Back to the topic. Brianna's favorite question to ask me is if she will get a big bed to sleep in. I let her know that she will be in a hospital bed for the day, but she will be so sleepy that she won't care much if it is big or small! She is so optimistic about this whole thing. She is just amazing. I am not to the point yet where I am scared out of my mind. I will get there I am sure. The other day I really just broke down. Questions were going through my mind. Is this the right decision? What if I do this, and it doesn't work? Will I be ruining her life forever? What if she resents the decision that I made for her? What if, what if, what if...

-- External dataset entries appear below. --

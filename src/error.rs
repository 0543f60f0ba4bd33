/// Lexing errors.
///
/// Raised while scanning source text into tokens: characters that cannot
/// start a token, incomplete two-character operators and malformed literals.
pub mod lex_error;
/// Parsing errors.
///
/// Raised when the token stream does not match the grammar. Each carries an
/// "Expected ..." message naming what the parser was looking for.
pub mod parse_error;
/// Rendering of errors for humans.
///
/// Produces the traceback, header, and caret-underlined source excerpt.
pub mod report;
/// Runtime errors.
///
/// Raised during evaluation: undefined variables, illegal operand types,
/// division by zero, arity mismatches and friends. Runtime errors remember
/// the evaluation frame they were raised in so a traceback can be printed.
pub mod runtime_error;

pub use lex_error::{LexError, LexErrorKind};
pub use parse_error::ParseError;
pub use runtime_error::{RuntimeError, RuntimeErrorKind};

/// Result type produced by the lexer.
pub type LexResult<T> = Result<T, LexError>;

/// Any failure produced while running one input through the pipeline.
///
/// The `Display` implementation renders the full report: traceback (runtime
/// errors) or file/line header (lexical and syntax errors), the error line,
/// and the offending source line underlined with carets.
#[derive(Debug, thiserror::Error)]
pub enum Error {
    /// The input could not be tokenized.
    #[error("{}", .0.report())]
    Lexical(#[from] LexError),
    /// The token stream did not match the grammar.
    #[error("{}", .0.report())]
    Syntax(#[from] ParseError),
    /// Evaluation failed.
    #[error("{}", .0.report())]
    Runtime(#[from] RuntimeError),
}

impl Error {
    /// The span the error points at.
    #[must_use]
    pub const fn span(&self) -> &crate::span::Span {
        match self {
            Self::Lexical(e) => &e.span,
            Self::Syntax(e) => &e.span,
            Self::Runtime(e) => &e.span,
        }
    }
}
use std::fmt::Display;

use crate::{error::RuntimeError, span::Span};

/// Renders a lexical or syntax error.
///
/// ```text
/// Invalid Syntax: Expected ')'
/// (File: <stdin>, Line: 1)
///
/// (1+
///    ^
/// ```
#[must_use]
pub fn render_static(error: &impl Display, span: &Span) -> String {
    format!("{error}\n(File: {}, Line: {})\n\n{}",
            span.filename(),
            span.start.line,
            underline(span))
}

/// Renders a runtime error with its traceback, oldest frame first.
///
/// ```text
/// Traceback (most recent call last):
/// (File <stdin>, line 1, in <program>)
/// (File <stdin>, line 1, in div)
/// Division By Zero: Division by zero
///
/// fn div(a) { a / 0 }
///                 ^
/// ```
#[must_use]
pub fn render_runtime(error: &RuntimeError) -> String {
    let mut frames = Vec::new();
    let mut position = Some(error.span.clone());
    let mut context = error.context.clone();

    while let Some(ctx) = context {
        if let Some(span) = &position {
            frames.push(format!("(File {}, line {}, in {})",
                                span.filename(),
                                span.start.line,
                                ctx.display_name));
        }
        position = ctx.call_site.clone();
        context = ctx.parent.clone();
    }

    let mut out = String::from("Traceback (most recent call last):\n");
    for frame in frames.iter().rev() {
        out.push_str(frame);
        out.push('\n');
    }
    out.push_str(&format!("{error}\n\n{}", underline(&error.span)));
    out
}

/// Returns the source line(s) covered by `span`, each followed by a line of
/// carets under the covered columns.
///
/// An empty or inverted range is widened to a single caret.
#[must_use]
pub fn underline(span: &Span) -> String {
    let first = span.start.line;
    let last = span.end.line.max(first);
    let mut lines = Vec::new();

    for line_no in first..=last {
        let text = span.source.line(line_no);
        let col_start = if line_no == first {
            span.start.column.saturating_sub(1)
        } else {
            0
        };
        let mut col_end = if line_no == last {
            span.end.column.saturating_sub(1)
        } else {
            text.chars().count()
        };
        if col_end <= col_start {
            col_end = col_start + 1;
        }

        lines.push(text.to_string());
        lines.push(format!("{}{}", " ".repeat(col_start), "^".repeat(col_end - col_start)));
    }

    lines.join("\n")
}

I got over that in about a day. I realize that without the surgery, Brianna will be deaf. It will be a matter of months, not years. She knows a little bit of sign language, but not enough to get by with it. Not to mention none of my family knows it, or her daycare, or really anyone that is involved with her. We could all learn it, but there is so much out there that she can't experience without sound. This past fall, I enrolled Brianna in a hip hop dance class. I wanted her to experience music and dancing, and all the joy that it can bring. She loves it. She really enjoys dancing. She explained to me that she really can't hear the music anymore, but she can feel it in her feet. She tries her hardest to keep up with all the moves. It really is just beautiful to watch her enjoy music so much.
So today, I am doing ok with the decision. I guess. We will see where we sit tomorrow. But Brianna is the one that matters. Hopefully this will work as well as the doctors seem to think it will. From there, hopefully she will be happy with my decision for her as she gets older and starts to understand it more. Things can only get better, right?